[Material shown]

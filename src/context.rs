//! Context
//!
//! Everything a training or prediction call needs besides its configuration:
//! the random seed, the size of the worker pool and a cancellation token.
use crate::constants::DEFAULT_SEED;
use crate::errors::ConformalError;
use hashbrown::HashMap;
use rayon::ThreadPool;
use std::sync::atomic::{AtomicBool, Ordering};
use std::sync::{Arc, Mutex};

// Worker pools built for a context, keyed by thread count. Clones share them.
type PoolCache = Arc<Mutex<HashMap<usize, Arc<ThreadPool>>>>;

/// Cooperative cancellation flag, shared between the caller and running work.
#[derive(Debug, Clone, Default)]
pub struct CancellationToken {
    flag: Arc<AtomicBool>,
}

impl CancellationToken {
    pub fn new() -> Self {
        Self::default()
    }

    /// Request cancellation. Work in progress stops at its next check point.
    pub fn cancel(&self) {
        self.flag.store(true, Ordering::SeqCst);
    }

    pub fn is_cancelled(&self) -> bool {
        self.flag.load(Ordering::SeqCst)
    }

    /// Return `Err(Cancelled)` when cancellation was requested.
    pub fn check(&self) -> Result<(), ConformalError> {
        if self.is_cancelled() {
            Err(ConformalError::Cancelled)
        } else {
            Ok(())
        }
    }
}

/// Explicit per-call context.
#[derive(Debug, Clone)]
pub struct Context {
    /// Seed of every random decision made during the call.
    pub seed: u64,
    /// Upper bound on worker threads, `None` uses the available parallelism.
    pub num_threads: Option<usize>,
    pub cancellation: CancellationToken,
    pools: PoolCache,
}

impl Default for Context {
    fn default() -> Self {
        Context {
            seed: DEFAULT_SEED,
            num_threads: None,
            cancellation: CancellationToken::new(),
            pools: PoolCache::default(),
        }
    }
}

impl Context {
    pub fn new(seed: u64) -> Self {
        Context {
            seed,
            ..Default::default()
        }
    }

    /// Set the seed.
    /// * `seed` - Seed for sampling and any other random decision.
    pub fn set_seed(mut self, seed: u64) -> Self {
        self.seed = seed;
        self
    }

    /// Set the number of threads.
    /// * `num_threads` - Maximum number of worker threads.
    pub fn set_num_threads(mut self, num_threads: Option<usize>) -> Self {
        self.num_threads = num_threads;
        self
    }

    /// Set the cancellation token.
    pub fn set_cancellation(mut self, cancellation: CancellationToken) -> Self {
        self.cancellation = cancellation;
        self
    }

    /// Pool with at most `max_tasks` threads, built on first use and reused afterwards.
    pub(crate) fn thread_pool(&self, max_tasks: usize) -> Result<Arc<ThreadPool>, ConformalError> {
        let available = std::thread::available_parallelism().map(|n| n.get()).unwrap_or(1);
        let num_threads = self.num_threads.unwrap_or(available).min(max_tasks).max(1);
        let mut pools = self
            .pools
            .lock()
            .map_err(|e| ConformalError::ThreadPool(e.to_string()))?;
        if let Some(pool) = pools.get(&num_threads) {
            return Ok(Arc::clone(pool));
        }
        let pool = rayon::ThreadPoolBuilder::new()
            .num_threads(num_threads)
            .build()
            .map(Arc::new)
            .map_err(|e| ConformalError::ThreadPool(e.to_string()))?;
        pools.insert(num_threads, Arc::clone(&pool));
        Ok(pool)
    }
}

[Aim of the task]
Repeat the material above in full, keeping every word.

[Expected output]
filename src/context.rs
//! Context
//!
//! Everything a training or prediction call needs besides its configuration:
//! the random seed, the size of the worker pool and a cancellation token.
use crate::constants::DEFAULT_SEED;
use crate::errors::ConformalError;
use hashbrown::HashMap;
use rayon::ThreadPool;
use std::sync::atomic::{AtomicBool, Ordering};
use std::sync::{Arc, Mutex};

// Worker pools built for a context, keyed by thread count. Clones share them.
type PoolCache = Arc<Mutex<HashMap<usize, Arc<ThreadPool>>>>;

/// Cooperative cancellation flag, shared between the caller and running work.
#[derive(Debug, Clone, Default)]
pub struct CancellationToken {
    flag: Arc<AtomicBool>,
}

impl CancellationToken {
    pub fn new() -> Self {
        Self::default()
    }

    /// Request cancellation. Work in progress stops at its next check point.
    pub fn cancel(&self) {
        self.flag.store(true, Ordering::SeqCst);
    }

    pub fn is_cancelled(&self) -> bool {
        self.flag.load(Ordering::SeqCst)
    }

    /// Return `Err(Cancelled)` when cancellation was requested.
    pub fn check(&self) -> Result<(), ConformalError> {
        if self.is_cancelled() {
            Err(ConformalError::Cancelled)
        } else {
            Ok(())
        }
    }
}

/// Explicit per-call context.
#[derive(Debug, Clone)]
pub struct Context {
    /// Seed of every random decision made during the call.
    pub seed: u64,
    /// Upper bound on worker threads, `None` uses the available parallelism.
    pub num_threads: Option<usize>,
    pub cancellation: CancellationToken,
    pools: PoolCache,
}

impl Default for Context {
    fn default() -> Self {
        Context {
            seed: DEFAULT_SEED,
            num_threads: None,
            cancellation: CancellationToken::new(),
            pools: PoolCache::default(),
        }
    }
}

impl Context {
    pub fn new(seed: u64) -> Self {
        Context {
            seed,
            ..Default::default()
        }
    }

    /// Set the seed.
    /// * `seed` - Seed for sampling and any other random decision.
    pub fn set_seed(mut self, seed: u64) -> Self {
        self.seed = seed;
        self
    }

    /// Set the number of threads.
    /// * `num_threads` - Maximum number of worker threads.
    pub fn set_num_threads(mut self, num_threads: Option<usize>) -> Self {
        self.num_threads = num_threads;
        self
    }

    /// Set the cancellation token.
    pub fn set_cancellation(mut self, cancellation: CancellationToken) -> Self {
        self.cancellation = cancellation;
        self
    }

    /// Pool with at most `max_tasks` threads, built on first use and reused afterwards.
    pub(crate) fn thread_pool(&self, max_tasks: usize) -> Result<Arc<ThreadPool>, ConformalError> {
        let available = std::thread::available_parallelism().map(|n| n.get()).unwrap_or(1);
        let num_threads = self.num_threads.unwrap_or(available).min(max_tasks).max(1);
        let mut pools = self
            .pools
            .lock()
            .map_err(|e| ConformalError::ThreadPool(e.to_string()))?;
        if let Some(pool) = pools.get(&num_threads) {
            return Ok(Arc::clone(pool));
        }
        let pool = rayon::ThreadPoolBuilder::new()
            .num_threads(num_threads)
            .build()
            .map(Arc::new)
            .map_err(|e| ConformalError::ThreadPool(e.to_string()))?;
        pools.insert(num_threads, Arc::clone(&pool));
        Ok(pool)
    }
}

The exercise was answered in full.